En noviembre el gobierno encaró una nueva reestructuración. En la primera fase, se canjearon 42.000 millones de bonos –varios de ellos provinciales- por nuevos títulos garantizados por la recaudación fiscal. La siguiente etapa iba por los bonos bajo jurisdicción extranjera. Esta etapa nunca llegó.

Ni la menor heterodoxia

Ante la crisis, el flamante ministro retornado, Domingo Cavallo desplegó su “heterodoxia” con la ampliación de la convertibilidad a una canasta de monedas y una serie de programas de competitividad sectorial. El FMI trató estas medidas de “inconsultas”. La sangría de reservas siguió, a pesar del superávit comercial alcanzado ese año. El problema no era comercial.

Cavallo aprobó el 1 de diciembre el “corralito”, la disposición que restringía los retiros de depósitos bancarios. Sería el canto de cisne de su invención original. El 5 de diciembre el FMI emitió un comunicado declarando que no podía aprobar la revisión del Stand By, soltando así la mano del país. Los eventos se aceleraron entre marchas, piquetes, ahorristas y presiones diversas, terminando en la renuncia del ministro y, al otro día, del presidente De la Rúa.

El presidente provisional Adolfo Rodríguez Saá fue el encargado de decir lo que ya se sabía: que la deuda no se podía pagar. Declaró en el Congreso el default de la mitad de la deuda pública. La otra mitad, recientemente canjeada, siguió siendo pagada. La reestructuración con los privados tardaría hasta 2005 en llegar. Para cuando llegó, la economía ya llevaba 3 años de recuperación.

¿Y ahora?

Cambiemos reeditó el programa neoliberal desde que asumió el gobierno. Su “primavera” duró mucho menos. El festival de bonos permitió pingües ganancias durante dos años, pero su recorrido empezó a agotarse cuando se trabaron las reformas en el Congreso en diciembre de 2017. La resistencia social otra vez puso límite al ajuste. En 2018, el presidente Macri acudió al FMI tras 15 años sin acuerdos. Se firmó en tiempo récord un nuevo Stand By, por el monto más grande del organismo asignado a un solo país. Y por eso mismo, una piedra difícil de quitar del camino.

El gobierno del Frente de Todos logró un canje con acreedores privados en 2020, y ha sostenido la negociación con el FMI desde ese momento. Su propuesta ha sido en ambos casos ganar tiempo y pagar en la medida en que haya recuperación, reviviendo la lógica de asociar a los acreedores al crecimiento.
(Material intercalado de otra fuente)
//! Joint-angle feature extraction.
//!
//! Each feature is the angle between two consecutive unit bone vectors of
//! the same finger, in degrees. A finger held straight gives 0°; a bone
//! that doubles back on its predecessor gives 180°.

use handsign_common::config::ParentMapping;
use handsign_common::error::{HandsignError, HandsignResult};
use handsign_hand_model::{HandLandmarks, FEATURE_COUNT};
use serde::Serialize;

use crate::topology::{bone_child, bone_parent, ANGLE_PAIRS, BONE_COUNT};

/// Decimal places kept in each angle.
pub const ANGLE_DECIMALS: i32 = 5;

/// Unit direction vectors for every bone of one hand.
#[derive(Debug, Clone, Copy, PartialEq)]
pub struct BoneVectors([[f64; 3]; BONE_COUNT]);

impl BoneVectors {
    /// Compute and normalize all bone vectors.
    ///
    /// Fails with [`HandsignError::DegenerateInput`] when a bone has zero
    /// length (its two landmarks coincide) or a non-finite length.
    pub fn from_landmarks(hand: &HandLandmarks, mapping: ParentMapping) -> HandsignResult<Self> {
        let mut bones = [[0.0; 3]; BONE_COUNT];
        for (bone, out) in bones.iter_mut().enumerate() {
            let from = hand[bone_parent(bone, mapping)].to_f64();
            let to = hand[bone_child(bone)].to_f64();
            let v = [to[0] - from[0], to[1] - from[1], to[2] - from[2]];

            let norm = (v[0] * v[0] + v[1] * v[1] + v[2] * v[2]).sqrt();
            if norm == 0.0 || !norm.is_finite() {
                return Err(HandsignError::DegenerateInput { bone });
            }
            *out = [v[0] / norm, v[1] / norm, v[2] / norm];
        }
        Ok(Self(bones))
    }

    pub fn as_array(&self) -> &[[f64; 3]; BONE_COUNT] {
        &self.0
    }
}

/// The 15 joint angles of one hand, in degrees, in model input order.
#[derive(Debug, Clone, Copy, PartialEq, Serialize)]
#[serde(transparent)]
pub struct AngleFeatureVector([f64; FEATURE_COUNT]);

impl AngleFeatureVector {
    pub fn as_array(&self) -> &[f64; FEATURE_COUNT] {
        &self.0
    }

    pub fn iter(&self) -> impl Iterator<Item = f64> + '_ {
        self.0.iter().copied()
    }

    /// The vector as the model consumes it: 15 `f32`s in feature order.
    pub fn to_model_input(&self) -> [f32; FEATURE_COUNT] {
        self.0.map(|angle| angle as f32)
    }
}

impl std::ops::Index<usize> for AngleFeatureVector {
    type Output = f64;

    fn index(&self, index: usize) -> &f64 {
        &self.0[index]
    }
}

/// Converts hand landmarks into joint-angle features.
#[derive(Debug, Clone, Copy, Default)]
pub struct FeatureExtractor {
    mapping: ParentMapping,
}

impl FeatureExtractor {
    pub fn new(mapping: ParentMapping) -> Self {
        Self { mapping }
    }

    pub fn mapping(&self) -> ParentMapping {
        self.mapping
    }

    /// Compute the angle features for one hand.
    pub fn extract(&self, hand: &HandLandmarks) -> HandsignResult<AngleFeatureVector> {
        let bones = BoneVectors::from_landmarks(hand, self.mapping)?;
        let bones = bones.as_array();

        let mut angles = [0.0; FEATURE_COUNT];
        for (pair, (first, second)) in ANGLE_PAIRS.iter().enumerate() {
            let a = &bones[*first];
            let b = &bones[*second];
            let cosine = a[0] * b[0] + a[1] * b[1] + a[2] * b[2];
            if !cosine.is_finite() {
                return Err(HandsignError::NumericRange { pair, cosine });
            }
            // Unit vectors can overshoot ±1 by an ulp or two.
            let degrees = cosine.clamp(-1.0, 1.0).acos().to_degrees();
            angles[pair] = round_decimals(degrees, ANGLE_DECIMALS);
        }

        tracing::trace!(?angles, "extracted joint angles");
        Ok(AngleFeatureVector(angles))
    }
}

/// Round half to even at the given number of decimal places.
fn round_decimals(value: f64, decimals: i32) -> f64 {
    let scale = 10f64.powi(decimals);
    (value * scale).round_ties_even() / scale
}
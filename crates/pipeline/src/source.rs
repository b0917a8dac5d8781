//! Landmark sources.
//!
//! A source yields one [`HandFrame`] per camera frame, with or without a
//! hand. Live detectors push frames through [`crate::channel`] directly;
//! the sources here cover recorded and in-memory streams.

use std::collections::VecDeque;
use std::fs::File;
use std::io::{BufRead, BufReader, Lines};
use std::path::{Path, PathBuf};

use handsign_common::error::{HandsignError, HandsignResult};
use handsign_hand_model::{parse_frame_line, parse_header, FrameStreamHeader, HandFrame};

/// Trait for landmark producers.
pub trait LandmarkSource: Send {
    /// The next frame. `Ok(None)` means the stream has ended.
    fn next_frame(&mut self) -> HandsignResult<Option<HandFrame>>;

    /// Source name for logging.
    fn name(&self) -> &str;
}

/// Replays a recorded JSONL frame stream from disk, line by line.
pub struct JsonlReplaySource {
    lines: Lines<BufReader<File>>,
    /// First line, when it turned out not to be a header.
    pending: Option<String>,
    path: PathBuf,
    name: String,
    header: Option<FrameStreamHeader>,
    line_no: usize,
}

impl JsonlReplaySource {
    pub fn open(path: &Path) -> HandsignResult<Self> {
        if !path.is_file() {
            return Err(HandsignError::FileNotFound {
                path: path.to_path_buf(),
            });
        }

        let mut lines = BufReader::new(File::open(path)?).lines();
        let first = lines.next().transpose()?;
        let header = first.as_deref().and_then(parse_header);
        let pending = if header.is_some() { None } else { first };
        let line_no = usize::from(header.is_some());
        let name = format!("jsonl:{}", path.display());

        tracing::debug!(path = %path.display(), ?header, "Opened frame stream");
        Ok(Self {
            lines,
            pending,
            path: path.to_path_buf(),
            name,
            header,
            line_no,
        })
    }

    /// Stream header, when the file starts with one.
    pub fn header(&self) -> Option<&FrameStreamHeader> {
        self.header.as_ref()
    }
}

impl LandmarkSource for JsonlReplaySource {
    fn next_frame(&mut self) -> HandsignResult<Option<HandFrame>> {
        loop {
            let line = match self.pending.take() {
                Some(line) => line,
                None => match self.lines.next() {
                    Some(line) => line?,
                    None => return Ok(None),
                },
            };
            self.line_no += 1;
            if let Some(parsed) = parse_frame_line(&line) {
                return parsed.map(Some).map_err(|e| {
                    HandsignError::source(format!(
                        "{}:{}: invalid frame: {e}",
                        self.path.display(),
                        self.line_no
                    ))
                });
            }
        }
    }

    fn name(&self) -> &str {
        &self.name
    }
}

/// Serves frames from memory, in order.
#[derive(Debug, Default)]
pub struct MemorySource {
    frames: VecDeque<HandFrame>,
}

impl MemorySource {
    pub fn new(frames: impl IntoIterator<Item = HandFrame>) -> Self {
        Self {
            frames: frames.into_iter().collect(),
        }
    }

    pub fn remaining(&self) -> usize {
        self.frames.len()
    }
}

impl LandmarkSource for MemorySource {
    fn next_frame(&mut self) -> HandsignResult<Option<HandFrame>> {
        Ok(self.frames.pop_front())
    }

    fn name(&self) -> &str {
        "memory"
    }
}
A principios de diciembre se enviarían al Congreso los términos en los cuales se pretende acordar con el FMI. Incluso en caso de lograr un acuerdo, persiste como una duda si este arreglo no será un eco más en una serie donde, vez tras otra, se busque canjear y cumplir, sin lograr alterar la dinámica de crisis subyacente.

Como hace 20 años, los acreedores no toman responsabilidad por haber financiado un modelo que era evidentemente insostenible, vulnerando leyes y violando derechos humanos. No hay consideración alguna por los niveles de pobreza y las necesidades de la población, ni siquiera en el marco de una pandemia y crisis global. Hoy, como hace 20 años, los acreedores demandan más ajuste para pagar la deuda. Y aunque no es igual qué gobierno negocie, el límite, en última instancia, lo pone el pueblo organizado y movilizado.